Hearing Loop Systems for One-on-One Situations

With such broad potential application, it is important to spend a moment detailing the types of hearing loop systems that support these one-to-one communications. There are two types of one-to-one hearing loop solutions. One is designed for a typical counter application. The other, referred to as a speech transfer system (STS), is uniquely designed to improve communication where a glass pane, security screen, or other security barrier is present.

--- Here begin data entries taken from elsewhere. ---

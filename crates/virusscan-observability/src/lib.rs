//! Structured logging, the Prometheus metrics registry, and the
//! `/metrics`+`/health` axum server shared by both binaries. A simplified
//! cousin of `dekaf::logging::install` (no per-tenant log forwarding here,
//! just an `EnvFilter`-driven `fmt` layer) and `dekaf::metrics_server`
//! (same `/metrics` + axum shape, built on the `prometheus` crate's own
//! registry/encoder instead of a separate recorder crate).

pub mod metrics;
mod server;

pub use metrics::Metrics;
pub use server::{serve, HealthCheck};

use tracing::level_filters::LevelFilter;
use tracing_subscriber::layer::SubscriberExt;
use tracing_subscriber::util::SubscriberInitExt;

/// Install a `tracing` subscriber driven by `RUST_LOG`, defaulting to INFO.
/// Call once, at process startup.
pub fn install_tracing() {
    let fmt_layer = tracing_subscriber::fmt::layer().with_target(true);
    let filter = tracing_subscriber::EnvFilter::builder()
        .with_default_directive(LevelFilter::INFO.into())
        .from_env_lossy();

    tracing_subscriber::registry()
        .with(filter)
        .with(fmt_layer)
        .init();
}
use std::io;
use std::path::Path;
use std::pin::Pin;
use std::task::{Context, Poll};

use tokio::io::{AsyncRead, AsyncWrite, ReadBuf};
use tokio::net::{TcpStream, UnixStream};

use crate::ClamdError;

/// Where clamd is listening. Parsed from `CLAMD_URL`: `tcp://host:port` or
/// `unix:///path/to/socket`.
#[derive(Debug, Clone)]
pub enum ClamdAddr {
    Tcp(String),
    Unix(std::path::PathBuf),
}

impl ClamdAddr {
    pub fn parse(url: &str) -> Result<Self, ClamdError> {
        if let Some(rest) = url.strip_prefix("tcp://") {
            Ok(ClamdAddr::Tcp(rest.to_string()))
        } else if let Some(rest) = url.strip_prefix("unix://") {
            Ok(ClamdAddr::Unix(std::path::PathBuf::from(rest)))
        } else {
            Err(ClamdError::InvalidAddr(url.to_string()))
        }
    }

    pub async fn connect(&self) -> Result<ClamdStream, ClamdError> {
        match self {
            ClamdAddr::Tcp(addr) => {
                let stream = TcpStream::connect(addr).await?;
                Ok(ClamdStream::Tcp(stream))
            }
            ClamdAddr::Unix(path) => {
                let stream = UnixStream::connect(path as &Path).await?;
                Ok(ClamdStream::Unix(stream))
            }
        }
    }
}

/// A single clamd connection. clamd treats one command per connection (for
/// `z`-prefixed commands, one connection may be reused for IDSESSION, which
/// this client does not use — each command opens and closes its own
/// connection, matching the simplest and most portable use of the clamd
/// line protocol).
pub enum ClamdStream {
    Tcp(TcpStream),
    Unix(UnixStream),
}

impl AsyncRead for ClamdStream {
    fn poll_read(
        self: Pin<&mut Self>,
        cx: &mut Context<'_>,
        buf: &mut ReadBuf<'_>,
    ) -> Poll<io::Result<()>> {
        match self.get_mut() {
            ClamdStream::Tcp(s) => Pin::new(s).poll_read(cx, buf),
            ClamdStream::Unix(s) => Pin::new(s).poll_read(cx, buf),
        }
    }
}

impl AsyncWrite for ClamdStream {
    fn poll_write(
        self: Pin<&mut Self>,
        cx: &mut Context<'_>,
        buf: &[u8],
    ) -> Poll<io::Result<usize>> {
        match self.get_mut() {
            ClamdStream::Tcp(s) => Pin::new(s).poll_write(cx, buf),
            ClamdStream::Unix(s) => Pin::new(s).poll_write(cx, buf),
        }
    }

    fn poll_flush(self: Pin<&mut Self>, cx: &mut Context<'_>) -> Poll<io::Result<()>> {
        match self.get_mut() {
            ClamdStream::Tcp(s) => Pin::new(s).poll_flush(cx),
            ClamdStream::Unix(s) => Pin::new(s).poll_flush(cx),
        }
    }

    fn poll_shutdown(self: Pin<&mut Self>, cx: &mut Context<'_>) -> Poll<io::Result<()>> {
        match self.get_mut() {
            ClamdStream::Tcp(s) => Pin::new(s).poll_shutdown(cx),
            ClamdStream::Unix(s) => Pin::new(s).poll_shutdown(cx),
        }
    }
}

#[cfg(test)]
mod tests {
    use super::*;

    #[test]
    fn parses_tcp_and_unix_urls() {
        assert!(matches!(
            ClamdAddr::parse("tcp://127.0.0.1:3310").unwrap(),
            ClamdAddr::Tcp(addr) if addr == "127.0.0.1:3310"
        ));
        assert!(matches!(
            ClamdAddr::parse("unix:///var/run/clamd.sock").unwrap(),
            ClamdAddr::Unix(path) if path == Path::new("/var/run/clamd.sock")
        ));
    }

    #[test]
    fn rejects_unknown_scheme() {
        assert!(ClamdAddr::parse("http://nope").is_err());
    }
}
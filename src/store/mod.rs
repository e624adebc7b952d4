//! Data Store
//!
//! Owns the live [`ShuttleData`] and its backing file. Every mutating call
//! persists before it returns; mutating methods take `&mut self`, so two
//! writes can never interleave and a write always follows its mutation.
//!
//! Persistence failures on ordinary edits are logged and absorbed: the app
//! keeps running on the in-memory state. Use [`DataStore::flush`] when the
//! caller needs to know. Export and import are user-initiated and return
//! their errors.

pub mod merge;
pub mod search;

use serde::Serialize;
use std::path::{Path, PathBuf};
use uuid::Uuid;
use zeroize::Zeroizing;

use crate::config::{
    AppSettings, ConfigStorage, Element, Project, Provider, ShuttleData, StorageError, TerminalApp,
};
use crate::launch::{ConnectionDescriptor, TerminalLauncher};
use crate::transfer::{
    build_export, sanitize_secrets, write_export, ImportFile, ImportMode, ImportPrompt,
    TransferError, UnlockedImport,
};

pub use merge::{merge, merge_providers, MergeStats};
pub use search::{search, SearchHit};

/// Outcome of an import
#[derive(Debug, Clone, Copy, PartialEq, Eq, Serialize)]
#[serde(rename_all = "camelCase")]
pub struct ImportSummary {
    pub mode: ImportMode,
    /// Entities that are new to the store (everything, for Replace)
    pub added: MergeStats,
}

/// The connection book
pub struct DataStore {
    storage: ConfigStorage,
    data: ShuttleData,
}

impl DataStore {
    /// Open the store at the default location and load it
    pub async fn open() -> Result<Self, StorageError> {
        Ok(Self::open_with(ConfigStorage::new()?).await)
    }

    /// Open the store backed by `path` and load it.
    ///
    /// A missing or unreadable file leaves the store empty.
    pub async fn open_at(path: PathBuf) -> Self {
        Self::open_with(ConfigStorage::with_path(path)).await
    }

    async fn open_with(storage: ConfigStorage) -> Self {
        let mut store = Self::with_storage(storage);
        if let Err(e) = store.load().await {
            tracing::error!(
                "Failed to load store {:?}, starting empty: {}",
                store.path(),
                e
            );
        }
        store
    }

    /// Empty store over `storage`, nothing read yet
    pub fn with_storage(storage: ConfigStorage) -> Self {
        Self {
            storage,
            data: ShuttleData::default(),
        }
    }

    /// Replace the in-memory document with the backing file's contents.
    ///
    /// On failure the document is left empty and the error returned.
    pub async fn load(&mut self) -> Result<(), StorageError> {
        self.data = ShuttleData::default();

        if let Some(mut data) = self.storage.load().await? {
            data.export_salt = None;
            tracing::info!(
                "Loaded store: {} providers, {} elements",
                data.providers.len(),
                data.elements().count()
            );
            self.data = data;
        }

        Ok(())
    }

    /// Sanitize and write the document, reporting failure
    pub async fn flush(&mut self) -> Result<(), StorageError> {
        let cleared = sanitize_secrets(&mut self.data);
        if cleared > 0 {
            tracing::warn!("Dropped {} sudo passwords that were still encrypted", cleared);
        }
        self.data.export_salt = None;

        self.storage.save(&self.data).await
    }

    /// Sanitize and write the document, logging failure
    pub async fn persist(&mut self) {
        if let Err(e) = self.flush().await {
            tracing::error!("Failed to save store to {:?}: {}", self.storage.path(), e);
        }
    }

    pub fn path(&self) -> &Path {
        self.storage.path()
    }

    pub fn data(&self) -> &ShuttleData {
        &self.data
    }

    pub fn providers(&self) -> &[Provider] {
        &self.data.providers
    }

    pub fn settings(&self) -> &AppSettings {
        &self.data.settings
    }

    pub fn provider(&self, provider_id: Uuid) -> Option<&Provider> {
        self.data.providers.iter().find(|p| p.id == provider_id)
    }

    pub fn project(&self, provider_id: Uuid, project_id: Uuid) -> Option<&Project> {
        self.provider(provider_id)?
            .projects
            .iter()
            .find(|p| p.id == project_id)
    }

    pub fn element(&self, provider_id: Uuid, project_id: Uuid, element_id: Uuid) -> Option<&Element> {
        self.project(provider_id, project_id)?
            .elements
            .iter()
            .find(|e| e.id == element_id)
    }

    fn provider_mut(&mut self, provider_id: Uuid) -> Option<&mut Provider> {
        self.data.providers.iter_mut().find(|p| p.id == provider_id)
    }

    fn project_mut(&mut self, provider_id: Uuid, project_id: Uuid) -> Option<&mut Project> {
        self.provider_mut(provider_id)?
            .projects
            .iter_mut()
            .find(|p| p.id == project_id)
    }

    // ── Settings ────────────────────────────────────────────────────────────

    pub async fn update_terminal(&mut self, terminal: TerminalApp) {
        self.data.settings.terminal_app = terminal;
        self.persist().await;
    }

    pub async fn update_custom_terminal_path(&mut self, path: Option<String>) {
        self.data.settings.custom_terminal_path = path;
        self.persist().await;
    }

    pub async fn update_copy_sudo_on_connect(&mut self, value: bool) {
        self.data.settings.copy_sudo_on_connect = value;
        self.persist().await;
    }

    // ── Providers ───────────────────────────────────────────────────────────

    /// Append a provider; returns its new id
    pub async fn add_provider(&mut self, name: impl Into<String>) -> Uuid {
        let provider = Provider::new(name);
        let id = provider.id;
        self.data.providers.push(provider);
        self.persist().await;
        id
    }

    pub async fn update_provider(&mut self, provider_id: Uuid, name: impl Into<String>) {
        let Some(provider) = self.provider_mut(provider_id) else {
            tracing::debug!("update_provider: provider {} not found", provider_id);
            return;
        };
        provider.name = name.into();
        self.persist().await;
    }

    pub async fn delete_provider(&mut self, provider_id: Uuid) {
        let before = self.data.providers.len();
        self.data.providers.retain(|p| p.id != provider_id);
        if self.data.providers.len() == before {
            tracing::debug!("delete_provider: provider {} not found", provider_id);
            return;
        }
        self.persist().await;
    }

    // ── Projects ────────────────────────────────────────────────────────────

    /// Append a project to a provider; `None` if the provider does not exist
    pub async fn add_project(
        &mut self,
        provider_id: Uuid,
        name: impl Into<String>,
        url: Option<String>,
    ) -> Option<Uuid> {
        let Some(provider) = self.provider_mut(provider_id) else {
            tracing::debug!("add_project: provider {} not found", provider_id);
            return None;
        };
        let project = Project::new(name, url);
        let id = project.id;
        provider.projects.push(project);
        self.persist().await;
        Some(id)
    }

    pub async fn update_project(
        &mut self,
        provider_id: Uuid,
        project_id: Uuid,
        name: impl Into<String>,
        url: Option<String>,
    ) {
        let Some(project) = self.project_mut(provider_id, project_id) else {
            tracing::debug!("update_project: project {} not found", project_id);
            return;
        };
        project.name = name.into();
        project.url = url;
        self.persist().await;
    }

    pub async fn delete_project(&mut self, provider_id: Uuid, project_id: Uuid) {
        let Some(provider) = self.provider_mut(provider_id) else {
            tracing::debug!("delete_project: provider {} not found", provider_id);
            return;
        };
        let before = provider.projects.len();
        provider.projects.retain(|p| p.id != project_id);
        if provider.projects.len() == before {
            return;
        }
        self.persist().await;
    }

    // ── Elements ────────────────────────────────────────────────────────────

    /// Append an element to a project under a fresh id; `None` if the
    /// provider or project does not exist
    pub async fn add_element(
        &mut self,
        provider_id: Uuid,
        project_id: Uuid,
        mut element: Element,
    ) -> Option<Uuid> {
        let Some(project) = self.project_mut(provider_id, project_id) else {
            tracing::debug!("add_element: project {} not found", project_id);
            return None;
        };
        element.id = Uuid::new_v4();
        let id = element.id;
        project.elements.push(element);
        self.persist().await;
        Some(id)
    }

    /// Replace the element with the same id, keeping its position
    pub async fn update_element(&mut self, provider_id: Uuid, project_id: Uuid, element: Element) {
        let Some(slot) = self
            .project_mut(provider_id, project_id)
            .and_then(|p| p.elements.iter_mut().find(|e| e.id == element.id))
        else {
            tracing::debug!("update_element: element {} not found", element.id);
            return;
        };
        *slot = element;
        self.persist().await;
    }

    pub async fn delete_element(&mut self, provider_id: Uuid, project_id: Uuid, element_id: Uuid) {
        let Some(project) = self.project_mut(provider_id, project_id) else {
            tracing::debug!("delete_element: project {} not found", project_id);
            return;
        };
        let before = project.elements.len();
        project.elements.retain(|e| e.id != element_id);
        if project.elements.len() == before {
            return;
        }
        self.persist().await;
    }

    // ── Search & connect ────────────────────────────────────────────────────

    pub fn search(&self, query: &str) -> Vec<SearchHit<'_>> {
        search::search(&self.data, query)
    }

    /// Resolve an element and hand it to `launcher`. Returns false if the
    /// element does not exist.
    pub fn connect(
        &self,
        provider_id: Uuid,
        project_id: Uuid,
        element_id: Uuid,
        launcher: &dyn TerminalLauncher,
    ) -> bool {
        let Some(element) = self.element(provider_id, project_id, element_id) else {
            tracing::debug!("connect: element {} not found", element_id);
            return false;
        };

        let settings = &self.data.settings;
        let connection = ConnectionDescriptor::resolve(element, settings);
        tracing::info!("Connecting: {}", connection.ssh_command());
        launcher.launch(
            &connection,
            settings.terminal_app,
            settings.custom_terminal_path.as_deref(),
        );
        true
    }

    // ── Export / Import ─────────────────────────────────────────────────────

    /// Write the store to `destination`.
    ///
    /// With a non-empty password sudo passwords are sealed; the live
    /// document is never modified.
    pub async fn export_document(
        &self,
        destination: &Path,
        password: Option<&str>,
    ) -> Result<(), TransferError> {
        let export = build_export(&self.data, password)?;
        write_export(destination, &export).await?;

        tracing::info!(
            "Exported {} providers to {:?} (encrypted: {})",
            export.providers.len(),
            destination,
            export.export_salt.is_some()
        );
        Ok(())
    }

    /// Apply an unlocked import and persist. The file's settings replace the
    /// current ones in both modes.
    pub async fn apply_import(&mut self, import: UnlockedImport, mode: ImportMode) -> ImportSummary {
        let incoming = import.into_document();

        let added = match mode {
            ImportMode::Replace => {
                let added = MergeStats::of(&incoming.providers);
                self.data.providers = incoming.providers;
                added
            }
            ImportMode::Merge => merge_providers(&mut self.data.providers, incoming.providers),
        };
        self.data.settings = incoming.settings;

        self.persist().await;

        tracing::info!(
            "Import applied ({:?}): {} providers, {} projects, {} elements added",
            mode,
            added.providers,
            added.projects,
            added.elements
        );
        ImportSummary { mode, added }
    }

    /// Run the whole import: read, decode, ask for the password if needed,
    /// open every secret, ask for the mode, apply.
    ///
    /// Any failure or cancellation leaves the store untouched.
    pub async fn import_document(
        &mut self,
        source: &Path,
        prompt: &dyn ImportPrompt,
    ) -> Result<ImportSummary, TransferError> {
        let file = ImportFile::read(source).await?;

        let password = match file.salt()? {
            Some(_) => match prompt.password().await.map(Zeroizing::new) {
                Some(password) if !password.is_empty() => Some(password),
                _ => {
                    tracing::info!("Import cancelled at password prompt");
                    return Err(TransferError::Cancelled);
                }
            },
            None => None,
        };

        let unlocked = file.unlock(password.as_deref().map(String::as_str))?;

        let Some(mode) = prompt.choose_mode(&unlocked.preview()).await else {
            tracing::info!("Import cancelled at mode choice");
            return Err(TransferError::Cancelled);
        };

        Ok(self.apply_import(unlocked, mode).await)
    }
}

One-to-One Counter Loop Systems

Counter hearing loops are used to facilitate short-range, one-to-one communication. These systems consist of a microphone placed behind the counter to capture the voice of the teller, pharmacist, or employee, a small loop aerial that creates the electromagnetic field over which the audio signal will be transmitted, a hearing loop driver, and a sign that indicates the counter is fitted with a hearing loop. The system is designed to remain on continuously so a person with hearing loss never has to ask for assistance. Once the person steps inside the electromagnetic field created by the loop, he or she simply activates the telecoil in his or her hearing aid or cochlear implant to experience the clearer audio signals sent directly to his or her hearing device. The counter loop works within a defined area, allowing a hearing loop to provide a clearer signal and protect the confidentiality of the conversation. There is no risk that a conversation that takes place at a hearing loop-enabled counter will be overheard by other hearing aid wearers in the room.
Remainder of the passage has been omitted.